---- Dataset entries
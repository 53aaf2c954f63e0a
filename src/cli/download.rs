use std::path::{Path, PathBuf};

use anyhow::{Context, Result};
use tracing::{info, warn};

use super::{spinner, Session};
use crate::backend::MediaBackend;
use crate::model::{MediaId, Pane};

#[derive(Debug, Clone, PartialEq, Eq)]
pub struct DownloadSummary {
    pub path: PathBuf,
    pub bytes: usize,
}

/// Save one media item to disk.
///
/// Without `output` the file is named after the item's file name (or its id)
/// in the current directory.
pub fn run_download(
    session: &Session,
    pane: Pane,
    id: &MediaId,
    output: Option<&Path>,
) -> Result<DownloadSummary> {
    let backend = &session.backend;
    let spinner = spinner(&format!("Downloading {}...", id));

    let result = session.runtime.block_on(async {
        let file_name = match backend.fetch_detail(id, pane).await {
            Ok(detail) => detail.name.unwrap_or_else(|| id.to_string()),
            Err(e) => {
                warn!(%id, error = %e, "no detail for download name");
                id.to_string()
            }
        };
        let url = backend.media_url(id, pane);
        let bytes = backend
            .fetch_bytes(&url)
            .await
            .with_context(|| format!("Failed to download {}", url))?;
        Ok::<_, anyhow::Error>((file_name, bytes))
    });
    spinner.finish_and_clear();
    let (file_name, bytes) = result?;

    let path = match output {
        Some(path) => path.to_path_buf(),
        None => PathBuf::from(sanitize_file_name(&file_name)),
    };
    std::fs::write(&path, &bytes)
        .with_context(|| format!("Failed to write {}", path.display()))?;
    info!(%id, path = %path.display(), bytes = bytes.len(), "downloaded media");

    Ok(DownloadSummary {
        path,
        bytes: bytes.len(),
    })
}

/// Keep only the last path component and drop separators
pub(crate) fn sanitize_file_name(name: &str) -> String {
    let base = name.rsplit(&['/', '\\'][..]).next().unwrap_or(name).trim();
    if base.is_empty() || base == "." || base == ".." {
        "download".to_string()
    } else {
        base.to_string()
    }
}

#[cfg(test)]
mod tests {
    use super::*;

    #[test]
    fn test_sanitize_file_name() {
        assert_eq!(sanitize_file_name("IMG_0001.jpg"), "IMG_0001.jpg");
        assert_eq!(sanitize_file_name("2024/trip/IMG_0001.jpg"), "IMG_0001.jpg");
        assert_eq!(sanitize_file_name("..\\evil.png"), "evil.png");
        assert_eq!(sanitize_file_name(".."), "download");
        assert_eq!(sanitize_file_name("dir/"), "download");
    }
}
/// Receiver of individual selection changes.
pub trait SelectionSink {
    fn is_selected(&self, id: &MediaId) -> bool;
    /// Current selection, in the order ids were selected
    fn selected(&self) -> Vec<MediaId>;
    fn add(&mut self, id: &MediaId);
    fn remove(&mut self, id: &MediaId);
}

/// Holes left in the order vector before it is compacted
const COMPACT_SLACK: usize = 64;

/// Selected ids of one pane, remembering selection order.
///
/// Removal leaves a hole in `order` instead of shifting it; holes are
/// compacted away once they outnumber live entries.
#[derive(Debug, Clone, Default)]
pub struct SelectionSet {
    order: Vec<Option<MediaId>>,
    slots: HashMap<MediaId, usize>,
}

impl SelectionSet {
    pub fn new() -> Self {
        Self::default()
    }

    pub fn len(&self) -> usize {
        self.slots.len()
    }

    pub fn is_empty(&self) -> bool {
        self.slots.is_empty()
    }

    pub fn contains(&self, id: &MediaId) -> bool {
        self.slots.contains_key(id)
    }

    pub fn iter(&self) -> impl Iterator<Item = &MediaId> {
        self.order.iter().flatten()
    }

    pub fn to_vec(&self) -> Vec<MediaId> {
        self.iter().cloned().collect()
    }

    fn compact(&mut self) {
        self.order.retain(Option::is_some);
        for (slot, id) in self.order.iter().flatten().enumerate() {
            if let Some(entry) = self.slots.get_mut(id) {
                *entry = slot;
            }
        }
    }
}

impl SelectionSink for SelectionSet {
    fn is_selected(&self, id: &MediaId) -> bool {
        self.contains(id)
    }

    fn selected(&self) -> Vec<MediaId> {
        self.to_vec()
    }

    fn add(&mut self, id: &MediaId) {
        if self.slots.contains_key(id) {
            return;
        }
        self.slots.insert(id.clone(), self.order.len());
        self.order.push(Some(id.clone()));
    }

    fn remove(&mut self, id: &MediaId) {
        let Some(slot) = self.slots.remove(id) else {
            return;
        };
        self.order[slot] = None;
        if self.slots.is_empty() {
            self.order.clear();
        } else if self.order.len() > 2 * self.slots.len() + COMPACT_SLACK {
            self.compact();
        }
    }
}

#[derive(Debug, Clone)]
pub struct SelectionController {
    mode: SelectionMode,
    /// Anchor for shift-range selection: the last click target
    last_selected: Option<MediaId>,
}

impl SelectionController {
    pub fn new(mode: SelectionMode) -> Self {
        Self {
            mode,
            last_selected: None,
        }
    }

    pub fn mode(&self) -> SelectionMode {
        self.mode
    }

    pub fn last_selected(&self) -> Option<&MediaId> {
        self.last_selected.as_ref()
    }

    /// Primary entry point for a click on `id` within `ordered`.
    ///
    /// The anchor is updated on every call, whatever branch runs.
    pub fn click(
        &mut self,
        id: &MediaId,
        shift_held: bool,
        ordered: &[MediaId],
        sink: &mut impl SelectionSink,
    ) {
        let Some(current) = ordered.iter().position(|x| x == id) else {
            debug!(%id, "click outside current list, anchor only");
            self.last_selected = Some(id.clone());
            return;
        };

        match self.mode {
            SelectionMode::Multiple => {
                let anchor = if shift_held {
                    self.last_selected
                        .as_ref()
                        .and_then(|last| ordered.iter().position(|x| x == last))
                } else {
                    None
                };

                match anchor {
                    Some(anchor) => {
                        let (start, end) = (anchor.min(current), anchor.max(current));
                        for item in &ordered[start..=end] {
                            if !sink.is_selected(item) {
                                sink.add(item);
                            }
                        }
                    }
                    None => toggle(id, sink),
                }
            }
            SelectionMode::Single => {
                if sink.is_selected(id) {
                    sink.remove(id);
                } else {
                    for other in sink.selected() {
                        if &other != id {
                            sink.remove(&other);
                        }
                    }
                    sink.add(id);
                }
            }
        }

        self.last_selected = Some(id.clone());
    }

    pub fn select_all(&self, ordered: &[MediaId], sink: &mut impl SelectionSink) {
        if self.mode == SelectionMode::Single {
            // Select-all is meaningless with one slot; keep at most the first
            if let Some(first) = ordered.first() {
                if sink.selected().is_empty() {
                    sink.add(first);
                }
            }
            return;
        }
        for id in ordered {
            if !sink.is_selected(id) {
                sink.add(id);
            }
        }
    }

    pub fn deselect_all(&self, sink: &mut impl SelectionSink) {
        for id in sink.selected() {
            sink.remove(&id);
        }
    }

    /// Switching to single collapses a multi-selection to the anchor if it is
    /// selected, else to the earliest selected id.
    pub fn set_mode(&mut self, mode: SelectionMode, sink: &mut impl SelectionSink) {
        self.mode = mode;
        if mode != SelectionMode::Single {
            return;
        }

        let selected = sink.selected();
        if selected.len() <= 1 {
            return;
        }

        let keep = match &self.last_selected {
            Some(last) if sink.is_selected(last) => last.clone(),
            _ => selected[0].clone(),
        };
        for id in selected.iter().filter(|id| **id != keep) {
            sink.remove(id);
        }
    }

    /// Drop selected ids that are no longer in `ordered`. Returns how many.
    pub fn prune(&self, ordered: &[MediaId], sink: &mut impl SelectionSink) -> usize {
        let present: HashSet<&MediaId> = ordered.iter().collect();
        let stale: Vec<MediaId> = sink
            .selected()
            .into_iter()
            .filter(|id| !present.contains(id))
            .collect();
        for id in &stale {
            sink.remove(id);
        }
        stale.len()
    }
}
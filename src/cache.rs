//! Shared cache for thumbnail URLs and media details.
//!
//! One [`MediaCache`] is constructed per session and shared by both panes.
//! Entries are keyed by `(id, pane)` because the same raw id can name
//! different media in the source and destination namespaces.
//!
//! `ensure_*` calls are fire-and-forget: the pending set is checked and marked
//! under a single lock, so at most one fetch per key is ever in flight. A
//! failed or timed-out fetch installs a placeholder, which stops repeated
//! `ensure_*` calls from hammering the backend.

use std::collections::{HashMap, HashSet, VecDeque};
use std::sync::{Arc, Mutex, MutexGuard, PoisonError};
use std::time::Duration;

use tokio::runtime::Handle;
use tokio::sync::broadcast;
use tracing::{debug, warn};

use crate::backend::MediaBackend;
use crate::config::CacheConfig;
use crate::model::{MediaDetail, MediaId, Pane};

const EVENT_CAPACITY: usize = 1024;

#[derive(Debug, Clone, PartialEq, Eq, Hash)]
pub struct CacheKey {
    pub id: MediaId,
    pub pane: Pane,
}

impl CacheKey {
    pub fn new(id: MediaId, pane: Pane) -> Self {
        Self { id, pane }
    }
}

/// Notification sent to subscribers when a fetch settles
#[derive(Debug, Clone, PartialEq)]
pub enum CacheEvent {
    ThumbnailReady { key: CacheKey, placeholder: bool },
    DetailReady { key: CacheKey, placeholder: bool },
}

#[derive(Debug, Clone, Copy, Default, PartialEq, Eq)]
pub struct CacheStats {
    pub thumbnails: usize,
    pub details: usize,
    pub pending_thumbnails: usize,
    pub pending_details: usize,
}

#[derive(Debug, Clone)]
pub struct CacheOptions {
    /// Entry count that triggers eviction (per kind)
    pub high_water: usize,
    /// Entry count eviction shrinks down to
    pub low_water: usize,
    pub fetch_timeout: Duration,
    pub placeholder_thumbnail: String,
}

impl Default for CacheOptions {
    fn default() -> Self {
        Self::from(&CacheConfig::default())
    }
}

impl From<&CacheConfig> for CacheOptions {
    fn from(config: &CacheConfig) -> Self {
        Self {
            high_water: config.high_water,
            low_water: config.low_water.min(config.high_water).max(1),
            fetch_timeout: config.fetch_timeout(),
            placeholder_thumbnail: config.placeholder_thumbnail.clone(),
        }
    }
}

/// Stale order entries tolerated before the queue is rebuilt
const ORDER_SLACK: usize = 64;

/// Map that remembers insertion order for oldest-first eviction.
/// Reads do not refresh an entry's position.
///
/// Removal only drops the map entry. Its queue slot stays behind and is
/// recognized as stale by its generation when eviction reaches it.
struct InsertionOrdered<V> {
    entries: HashMap<CacheKey, (V, u64)>,
    order: VecDeque<(CacheKey, u64)>,
    generation: u64,
}

impl<V> InsertionOrdered<V> {
    fn new() -> Self {
        Self {
            entries: HashMap::new(),
            order: VecDeque::new(),
            generation: 0,
        }
    }

    fn insert(&mut self, key: CacheKey, value: V) {
        if let Some(entry) = self.entries.get_mut(&key) {
            entry.0 = value;
            return;
        }
        self.generation += 1;
        self.entries.insert(key.clone(), (value, self.generation));
        self.order.push_back((key, self.generation));
    }

    fn get(&self, key: &CacheKey) -> Option<&V> {
        self.entries.get(key).map(|(value, _)| value)
    }

    fn contains(&self, key: &CacheKey) -> bool {
        self.entries.contains_key(key)
    }

    fn remove(&mut self, key: &CacheKey) -> bool {
        if self.entries.remove(key).is_none() {
            return false;
        }
        if self.order.len() > 2 * self.entries.len() + ORDER_SLACK {
            let entries = &self.entries;
            self.order.retain(|(key, generation)| {
                matches!(entries.get(key), Some((_, g)) if g == generation)
            });
        }
        true
    }

    fn len(&self) -> usize {
        self.entries.len()
    }

    /// Once above `high`, drop oldest entries until `low` remain
    fn evict(&mut self, high: usize, low: usize) -> usize {
        if self.entries.len() <= high {
            return 0;
        }
        let mut evicted = 0;
        while self.entries.len() > low {
            let Some((oldest, generation)) = self.order.pop_front() else {
                break;
            };
            let live = matches!(self.entries.get(&oldest), Some((_, g)) if *g == generation);
            if live {
                self.entries.remove(&oldest);
                evicted += 1;
            }
        }
        evicted
    }

    fn clear(&mut self) {
        self.entries.clear();
        self.order.clear();
    }
}

struct CacheState {
    thumbnails: InsertionOrdered<String>,
    details: InsertionOrdered<MediaDetail>,
    pending_thumbnails: HashSet<CacheKey>,
    pending_details: HashSet<CacheKey>,
}

impl CacheState {
    fn stats(&self) -> CacheStats {
        CacheStats {
            thumbnails: self.thumbnails.len(),
            details: self.details.len(),
            pending_thumbnails: self.pending_thumbnails.len(),
            pending_details: self.pending_details.len(),
        }
    }

    fn store_thumbnail(&mut self, key: CacheKey, url: String, options: &CacheOptions) {
        self.thumbnails.insert(key, url);
        let evicted = self.thumbnails.evict(options.high_water, options.low_water);
        if evicted > 0 {
            debug!(evicted, stats = ?self.stats(), "evicted thumbnails");
        }
    }

    fn store_detail(&mut self, key: CacheKey, detail: MediaDetail, options: &CacheOptions) {
        self.details.insert(key, detail);
        let evicted = self.details.evict(options.high_water, options.low_water);
        if evicted > 0 {
            debug!(evicted, stats = ?self.stats(), "evicted details");
        }
    }
}

fn lock(state: &Mutex<CacheState>) -> MutexGuard<'_, CacheState> {
    state.lock().unwrap_or_else(PoisonError::into_inner)
}

pub struct MediaCache<B> {
    backend: Arc<B>,
    state: Arc<Mutex<CacheState>>,
    options: Arc<CacheOptions>,
    events: broadcast::Sender<CacheEvent>,
    runtime: Handle,
}

impl<B: MediaBackend> MediaCache<B> {
    /// Fetches are spawned on `runtime`.
    pub fn new(backend: Arc<B>, options: CacheOptions, runtime: Handle) -> Self {
        let (events, _) = broadcast::channel(EVENT_CAPACITY);
        Self {
            backend,
            state: Arc::new(Mutex::new(CacheState {
                thumbnails: InsertionOrdered::new(),
                details: InsertionOrdered::new(),
                pending_thumbnails: HashSet::new(),
                pending_details: HashSet::new(),
            })),
            options: Arc::new(options),
            events,
            runtime,
        }
    }

    pub fn backend(&self) -> &Arc<B> {
        &self.backend
    }

    /// Thumbnail URL installed when a fetch fails
    pub fn placeholder_thumbnail(&self) -> &str {
        &self.options.placeholder_thumbnail
    }

    pub fn subscribe(&self) -> broadcast::Receiver<CacheEvent> {
        self.events.subscribe()
    }

    pub fn get_thumbnail(&self, id: &MediaId, pane: Pane) -> Option<String> {
        let key = CacheKey::new(id.clone(), pane);
        lock(&self.state).thumbnails.get(&key).cloned()
    }

    pub fn get_detail(&self, id: &MediaId, pane: Pane) -> Option<MediaDetail> {
        let key = CacheKey::new(id.clone(), pane);
        lock(&self.state).details.get(&key).cloned()
    }

    pub fn is_detail_pending(&self, id: &MediaId, pane: Pane) -> bool {
        let key = CacheKey::new(id.clone(), pane);
        lock(&self.state).pending_details.contains(&key)
    }

    /// Start a thumbnail fetch unless cached or already in flight.
    /// Returns true if a fetch was issued.
    pub fn ensure_thumbnail(&self, id: &MediaId, pane: Pane) -> bool {
        let key = CacheKey::new(id.clone(), pane);
        {
            let mut state = lock(&self.state);
            if state.thumbnails.contains(&key) || !state.pending_thumbnails.insert(key.clone()) {
                return false;
            }
        }

        let backend = Arc::clone(&self.backend);
        let state = Arc::clone(&self.state);
        let options = Arc::clone(&self.options);
        let events = self.events.clone();

        self.runtime.spawn(async move {
            let fetch = backend.fetch_thumbnail(&key.id, key.pane);
            let fetched = tokio::time::timeout(options.fetch_timeout, fetch).await;
            let (url, placeholder) = match fetched {
                Ok(Ok(url)) => (url, false),
                Ok(Err(e)) => {
                    warn!(id = %key.id, pane = %key.pane, error = %e, "thumbnail fetch failed");
                    (options.placeholder_thumbnail.clone(), true)
                }
                Err(_) => {
                    warn!(
                        id = %key.id,
                        pane = %key.pane,
                        timeout = ?options.fetch_timeout,
                        "thumbnail fetch timed out"
                    );
                    (options.placeholder_thumbnail.clone(), true)
                }
            };

            {
                let mut state = lock(&state);
                state.pending_thumbnails.remove(&key);
                state.store_thumbnail(key.clone(), url, &options);
            }
            let _ = events.send(CacheEvent::ThumbnailReady { key, placeholder });
        });
        true
    }

    /// Start a detail fetch unless cached or already in flight.
    /// Returns true if a fetch was issued.
    pub fn ensure_detail(&self, id: &MediaId, pane: Pane) -> bool {
        let key = CacheKey::new(id.clone(), pane);
        {
            let mut state = lock(&self.state);
            if state.details.contains(&key) || !state.pending_details.insert(key.clone()) {
                return false;
            }
        }

        let backend = Arc::clone(&self.backend);
        let state = Arc::clone(&self.state);
        let options = Arc::clone(&self.options);
        let events = self.events.clone();

        self.runtime.spawn(async move {
            let fetch = backend.fetch_detail(&key.id, key.pane);
            let fetched = tokio::time::timeout(options.fetch_timeout, fetch).await;
            let (detail, placeholder) = match fetched {
                Ok(Ok(detail)) => (detail, false),
                Ok(Err(e)) => {
                    warn!(id = %key.id, pane = %key.pane, error = %e, "detail fetch failed");
                    (MediaDetail::placeholder(&key.id), true)
                }
                Err(_) => {
                    warn!(
                        id = %key.id,
                        pane = %key.pane,
                        timeout = ?options.fetch_timeout,
                        "detail fetch timed out"
                    );
                    (MediaDetail::placeholder(&key.id), true)
                }
            };

            {
                let mut state = lock(&state);
                state.pending_details.remove(&key);
                state.store_detail(key.clone(), detail, &options);
            }
            let _ = events.send(CacheEvent::DetailReady { key, placeholder });
        });
        true
    }

    /// Warm both kinds for an item about to be shown
    pub fn prefetch(&self, id: &MediaId, pane: Pane) {
        self.ensure_thumbnail(id, pane);
        self.ensure_detail(id, pane);
    }

    #[cfg(test)]
    pub(crate) fn insert_detail(&self, id: &MediaId, pane: Pane, detail: MediaDetail) {
        let key = CacheKey::new(id.clone(), pane);
        lock(&self.state).store_detail(key, detail, &self.options);
    }

    /// Drop cached entries for these items. In-flight fetches still land.
    pub fn invalidate_many<'a>(&self, ids: impl IntoIterator<Item = &'a MediaId>, pane: Pane) {
        let mut state = lock(&self.state);
        let mut removed = 0usize;
        for id in ids {
            let key = CacheKey::new(id.clone(), pane);
            let thumb = state.thumbnails.remove(&key);
            let detail = state.details.remove(&key);
            if thumb || detail {
                removed += 1;
            }
        }
        debug!(removed, %pane, "invalidated cache entries");
    }

    /// Drop every cached entry of both kinds
    pub fn clear(&self) {
        let mut state = lock(&self.state);
        state.thumbnails.clear();
        state.details.clear();
    }

    pub fn stats(&self) -> CacheStats {
        lock(&self.state).stats()
    }
}
use std::path::PathBuf;

use thiserror::Error;

use crate::backend::BackendError;

/// Errors surfaced by gallery operations that the user has to see.
///
/// Cache fetch failures never show up here: they are absorbed into
/// placeholder entries.
#[derive(Debug, Error)]
pub enum GalleryError {
    #[error("delete failed: {0}")]
    DeleteFailed(String),
    #[error(transparent)]
    Backend(#[from] BackendError),
    #[error("settings store error: {0}")]
    Settings(#[from] rusqlite::Error),
    #[error("invalid config {path}: {message}")]
    Config { path: PathBuf, message: String },
}

pub type Result<T, E = GalleryError> = std::result::Result<T, E>;
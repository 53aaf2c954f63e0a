//! Column counts per pane and view context.
//!
//! Each pane remembers one count per context. Counts are clamped to the
//! context's bounds both when set and when read back from storage.

use std::collections::HashMap;
use std::fmt;

use serde::{Deserialize, Serialize};
use tracing::{debug, warn};

use crate::error::Result;
use crate::model::Pane;
use crate::settings::SettingsStore;

#[derive(Debug, Clone, Copy, Default, PartialEq, Eq, Hash, Serialize, Deserialize)]
#[serde(rename_all = "kebab-case")]
pub enum ViewContext {
    #[default]
    DesktopSplit,
    DesktopSingle,
    MobileSplit,
    MobileSingle,
}

impl ViewContext {
    pub const ALL: [ViewContext; 4] = [
        ViewContext::DesktopSplit,
        ViewContext::DesktopSingle,
        ViewContext::MobileSplit,
        ViewContext::MobileSingle,
    ];

    pub fn from_layout(mobile: bool, split: bool) -> Self {
        match (mobile, split) {
            (false, true) => ViewContext::DesktopSplit,
            (false, false) => ViewContext::DesktopSingle,
            (true, true) => ViewContext::MobileSplit,
            (true, false) => ViewContext::MobileSingle,
        }
    }

    pub fn is_mobile(self) -> bool {
        matches!(self, ViewContext::MobileSplit | ViewContext::MobileSingle)
    }

    /// Both panes shown side by side
    pub fn is_split(self) -> bool {
        matches!(self, ViewContext::DesktopSplit | ViewContext::MobileSplit)
    }

    pub fn key(self) -> &'static str {
        match self {
            ViewContext::DesktopSplit => "desktop-split",
            ViewContext::DesktopSingle => "desktop-single",
            ViewContext::MobileSplit => "mobile-split",
            ViewContext::MobileSingle => "mobile-single",
        }
    }

    /// Inclusive (min, max) column bounds
    pub fn bounds(self) -> (u32, u32) {
        match self {
            ViewContext::DesktopSplit | ViewContext::DesktopSingle => (2, 10),
            ViewContext::MobileSplit => (1, 4),
            ViewContext::MobileSingle => (2, 6),
        }
    }

    pub fn default_columns(self) -> u32 {
        match self {
            ViewContext::DesktopSplit => 5,
            ViewContext::DesktopSingle => 6,
            ViewContext::MobileSplit => 2,
            ViewContext::MobileSingle => 4,
        }
    }

    pub fn clamp(self, count: u32) -> u32 {
        let (min, max) = self.bounds();
        count.clamp(min, max)
    }
}

impl fmt::Display for ViewContext {
    fn fmt(&self, f: &mut fmt::Formatter<'_>) -> fmt::Result {
        f.write_str(self.key())
    }
}

impl std::str::FromStr for ViewContext {
    type Err = String;

    fn from_str(s: &str) -> Result<Self, Self::Err> {
        Self::ALL
            .iter()
            .copied()
            .find(|c| c.key().eq_ignore_ascii_case(s))
            .ok_or_else(|| format!("unknown view context '{}'", s))
    }
}

fn settings_key(pane: Pane, context: ViewContext) -> String {
    format!("columns-{}-{}", context.key(), pane.side())
}

/// Column counts for both panes in every context, backed by the settings store.
pub struct ColumnSettings {
    store: SettingsStore,
    values: HashMap<(Pane, ViewContext), u32>,
}

impl ColumnSettings {
    /// Read all stored counts; absent or unreadable values take defaults
    pub fn load(store: SettingsStore) -> Result<Self> {
        let mut values = HashMap::new();
        for pane in Pane::ALL {
            for context in ViewContext::ALL {
                let key = settings_key(pane, context);
                let count = match store.get(&key)? {
                    Some(raw) => match raw.trim().parse::<u32>() {
                        Ok(n) => context.clamp(n),
                        Err(_) => {
                            warn!(%key, value = %raw, "ignoring unreadable column count");
                            context.default_columns()
                        }
                    },
                    None => context.default_columns(),
                };
                values.insert((pane, context), count);
            }
        }
        Ok(Self { store, values })
    }

    pub fn get(&self, pane: Pane, context: ViewContext) -> u32 {
        self.values
            .get(&(pane, context))
            .copied()
            .unwrap_or_else(|| context.default_columns())
    }

    /// Clamp, remember and persist. Returns the stored count.
    pub fn set(&mut self, pane: Pane, context: ViewContext, count: u32) -> Result<u32> {
        let count = context.clamp(count);
        self.store.set(&settings_key(pane, context), &count.to_string())?;
        self.values.insert((pane, context), count);
        debug!(%pane, %context, count, "column count saved");
        Ok(count)
    }

    pub fn adjust(&mut self, pane: Pane, context: ViewContext, delta: i32) -> Result<u32> {
        let current = self.get(pane, context) as i64;
        let target = (current + delta as i64).max(0) as u32;
        self.set(pane, context, target)
    }
}
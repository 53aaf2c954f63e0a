use anyhow::{Context, Result};
use tracing::info;

use super::Session;
use crate::backend::MediaBackend;
use crate::model::{DeleteOutcome, MediaId, Pane};

/// Delete media by id. A refusal from the server is an error.
pub fn run_delete(session: &Session, pane: Pane, ids: &[MediaId]) -> Result<DeleteOutcome> {
    if ids.is_empty() {
        anyhow::bail!("No media ids given");
    }
    let outcome = session
        .runtime
        .block_on(session.backend.delete_media(ids, pane))
        .context("Delete request failed")?;
    if !outcome.success {
        anyhow::bail!("Server refused delete: {}", outcome.message);
    }
    info!(%pane, count = ids.len(), "deleted via cli");
    Ok(outcome)
}
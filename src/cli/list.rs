use std::collections::HashMap;

use anyhow::{Context, Result};
use tokio::sync::broadcast::error::RecvError;

use super::{spinner, Session};
use crate::backend::MediaBackend;
use crate::cache::CacheEvent;
use crate::model::{MediaDetail, MediaFilter, MediaId, Pane};

/// Details are requested in batches small enough that no cache event is
/// dropped from the broadcast buffer.
const DETAIL_BATCH: usize = 256;

#[derive(Debug, Clone)]
pub struct ListOptions {
    pub pane: Pane,
    pub directory: String,
    pub filter: MediaFilter,
    pub details: bool,
}

#[derive(Debug, Clone, PartialEq)]
pub struct ListedMedia {
    pub id: MediaId,
    pub detail: Option<MediaDetail>,
}

/// List a directory's media, optionally resolving details through the cache
pub fn run_list(session: &Session, options: ListOptions) -> Result<Vec<ListedMedia>> {
    let ListOptions {
        pane,
        directory,
        filter,
        details,
    } = options;

    let spinner = spinner(&format!("Listing {}...", directory));
    let ids = session
        .runtime
        .block_on(session.backend.list_media_ids(&directory, pane, filter))
        .with_context(|| format!("Failed to list media in {}", directory));
    let ids = match ids {
        Ok(ids) => ids,
        Err(e) => {
            spinner.finish_and_clear();
            return Err(e);
        }
    };

    if !details {
        spinner.finish_and_clear();
        return Ok(ids
            .into_iter()
            .map(|id| ListedMedia { id, detail: None })
            .collect());
    }

    let cache = session.cache();
    let mut resolved: HashMap<MediaId, MediaDetail> = HashMap::with_capacity(ids.len());

    session.runtime.block_on(async {
        for batch in ids.chunks(DETAIL_BATCH) {
            let mut events = cache.subscribe();
            let mut waiting = 0usize;
            for id in batch {
                if cache.ensure_detail(id, pane) {
                    waiting += 1;
                } else if let Some(detail) = cache.get_detail(id, pane) {
                    resolved.insert(id.clone(), detail);
                }
            }

            while waiting > 0 {
                match events.recv().await {
                    Ok(CacheEvent::DetailReady { key, .. }) => {
                        waiting -= 1;
                        let detail = cache
                            .get_detail(&key.id, pane)
                            .unwrap_or_else(|| MediaDetail::placeholder(&key.id));
                        resolved.insert(key.id, detail);
                    }
                    Ok(_) | Err(RecvError::Lagged(_)) => {}
                    Err(RecvError::Closed) => break,
                }
            }
            spinner.set_message(format!("Fetching details... {}/{}", resolved.len(), ids.len()));
        }
    });
    spinner.finish_and_clear();

    Ok(ids
        .into_iter()
        .map(|id| {
            let detail = resolved.get(&id).cloned();
            ListedMedia { id, detail }
        })
        .collect())
}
--------
[How to complete this task]
Work out how many lines in the data hold the word "filename"; reply with the number alone.

[Result]
3